WASHINGTON — WASHINGTON -- Every month, a quarter of a million jobless Americans run out of state unemployment benefits. And every month, the federal government bails them out by extending the benefits for as much as another half-year.
Come Oct. 2, the federal government will stop paying emergency benefits to Americans who have been out of work for more than six months.
After that date, hundreds of thousands of unemployed workers who exhaust their state-paid benefits each month no longer will have a federal safety net to fall into.
Advocates for the jobless say the need for extended benefits is as urgent now as it was in November 1991, when the emergency action was signed into law.
Although the unemployment rate has eased slightly, the number of long-term jobless -- people without work for at least 27 weeks -- remains high.
In November 1991, when emergency payments began, there were 1.1 million long-term unemployed; today, there are 1.75 million.
"That's a very high level of long-term unemployment for this stage of a recovery," said Robert Greenstein, executive director of the Center on Budget and Policy Priorities, a Washington research group that examines issues affecting low- and moderate-income Americans.
"It underscores the anemic state of the recovery and the fact that a number of people seem to have lost their jobs permanently and are not likely to be recalled," Mr. Greenstein said.
[Meanwhile, the Labor Department said today that the number of Americans filing first-time claims for jobless benefits fell by 7,000 last week. The report said new applications for unemployment insurance totaled 324,000, down from a revised 331,000 filed during the week ended Aug. 21. The 324,000 figure was the lowest since Feb. 6.
[The less-volatile four-week moving average of jobless claims, which analysts prefer to track because it more accurately reflects the labor situation, also fell. The average totaled 327,500, down 3,750 from 331,250 during the period ended Aug. 21. It was the lowest level since September 1989, the department reported.]
Congress has extended emergency benefits three times in the past two years, most recently in February. But this time, the program's approaching expiration has drawn little attention.
"No one has focused on this at the federal level," Mr. Greenstein said. "There's not yet been a clamor on Capitol Hill to do something about it."
This summer's debate over President Clinton's budget overshadowed all other issues, including emergency unemployment, congressional aides said. But attention could quickly return to the plight of the unemployed if the jobless rate starts to increase.
Since November 1991, the government has spent $21.7 billion to pay extended benefits to 7.5 million Americans, according to the Labor Department. Currently, 1 out of 3 unemployed people draws federally paid unemployment compensation.
One of them is Jean Jennings, an unemployed office manager from the Washington suburb of Rockville, Md. Ms. Jennings lost her job in February when her division of an international corporation closed its Bethesda office.
Ms. Jennings, 55, worked for the company for 13 years and was confident that she would land another job.
"If someone told me it would take more than six months to find a job, I wouldn't have believed it," Ms. Jennings said as she waited in line one recent Monday morning at a Maryland unemployment office.

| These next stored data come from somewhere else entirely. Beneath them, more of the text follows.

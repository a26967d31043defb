use crate::ports::ClockPort;
use once_cell::sync::Lazy;

#[cfg(not(target_arch = "wasm32"))]
use crate::adapters::native::Clock;
#[cfg(target_arch = "wasm32")]
use crate::adapters::wasm::Clock;

static CLOCK: Lazy<Clock> = Lazy::new(Clock::new);

/// Returns a reference to the global clock instance
pub fn clock() -> &'static dyn ClockPort {
    &*CLOCK
}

Ms. Jennings said she has sent 250 resumes to potential employers, has contacted employment agencies and has taken computer training to improve her skills. Still, no job.
Economists are calling the current economic cycle "a jobless recovery."

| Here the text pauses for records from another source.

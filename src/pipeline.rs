//! Export archive to email body conversion.
//!
//! ```text
//! raw zip ─► Archive ─► DocumentBundle ─► sanitize ─► clean passes ─► inline styles ─► cid: rewrite
//! ```
//!
//! Every stage consumes the full output of the previous one. A run is a pure
//! function of the raw bytes and [`PipelineOptions`]; nothing is shared
//! between runs except the immutable options.

use crate::archive::{Archive, DEFAULT_HTML_SUFFIX};
use crate::attachment::{InlineAttachment, inline_attachments};
use crate::clean::{AllowedStyles, clean_fragment};
use crate::error::PipelineError;
use crate::inline::{StyleRuleSet, inline_styles};
use crate::log;
use crate::rewrite::rewrite_asset_refs;
use crate::sanitize::sanitize;
use std::collections::BTreeMap;

/// Constant inputs shared by every conversion run.
#[derive(Debug)]
pub struct PipelineOptions {
    pub rules: StyleRuleSet,
    pub allowed_styles: AllowedStyles,
    pub html_suffix: String,
}

impl PipelineOptions {
    /// Built-in stylesheet, default allowed styles and `.html` suffix.
    pub fn builtin() -> Result<Self, PipelineError> {
        Ok(Self {
            rules: StyleRuleSet::builtin()?,
            allowed_styles: AllowedStyles::default(),
            html_suffix: DEFAULT_HTML_SUFFIX.to_owned(),
        })
    }
}

/// Result handed to the message builder.
#[derive(Debug, Clone)]
pub struct EmailBody {
    /// Name of the document entry the html came from.
    pub html_entry: String,
    /// Complete document with inlined styles and `cid:` asset references.
    pub html: String,
    /// Every archive entry except the document itself.
    pub assets: BTreeMap<String, Vec<u8>>,
}

impl EmailBody {
    pub fn attachments(&self) -> Vec<InlineAttachment> {
        inline_attachments(&self.assets)
    }
}

/// Run the whole conversion on raw archive bytes.
pub fn convert(raw: &[u8], options: &PipelineOptions) -> Result<EmailBody, PipelineError> {
    let archive = Archive::read(raw)?;
    let bundle = archive.classify(&options.html_suffix)?;
    log!("archive"; "document `{}`", bundle.html_entry);

    log!("clean"; "sanitizing and cleaning html");
    let html = render_html(&bundle.html(), options)?;

    let (html, rewritten) = rewrite_asset_refs(&html, bundle.asset_names());
    log!("rewrite"; "{} asset reference(s) rewritten to cid:", rewritten);

    let html_entry = bundle.html_entry.clone();
    let assets = bundle.attachments();
    log!("archive"; "{} attachment(s)", assets.len());

    Ok(EmailBody {
        html_entry,
        html,
        assets,
    })
}

/// Sanitize, clean and inline one exported html document.
pub fn render_html(html: &str, options: &PipelineOptions) -> Result<String, PipelineError> {
    let fragment = sanitize(html);
    let fragment = clean_fragment(&fragment, &options.allowed_styles);
    log!("inline"; "applying {} style rule(s)", options.rules.rule_count());
    inline_styles(&fragment, &options.rules)
}

// ============================================================================
// Tests
// ============================================================================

If Congress fails to extend emergency benefits, state governments would be able to take advantage of another federally supported program for financing extended benefits to the long-term unemployed. But only a limited number of states would qualify, and the federal government would provide only half the money.
Currently, only three high-unemployment states -- Connecticut, Oregon and Washington -- have passed the necessary legislation to apply for these extended benefits. Eleven other states and the District of Columbia, which could qualify, have not passed legislation.
One of those states, California, does not want to offer extended benefits if it means raising taxes on employers to cover the state's share of the bill. (The other states are Arizona, Idaho, Illinois, Kentucky, Maine, Maryland, Nevada, New Jersey, South Carolina and West Virginia.)
"A further tax on employers isn't the best way to go," said Anita Grandrath Gore, speaking for the California Employment Development Department. Last year, Gov. Pete Wilson vetoed legislation that would have authorized the state to pay extended benefits if the federal emergency program ends on Oct. 2.
With a jobless rate of 9.8 percent, California has the second-highest unemployment rate in the country. Ms. Gore said the burden for paying for extended benefits to the long-term unemployed should remain with the federal government.
But even if Congress decides to act immediately to help the long-term jobless, it might be more difficult this time to find money for emergency benefits.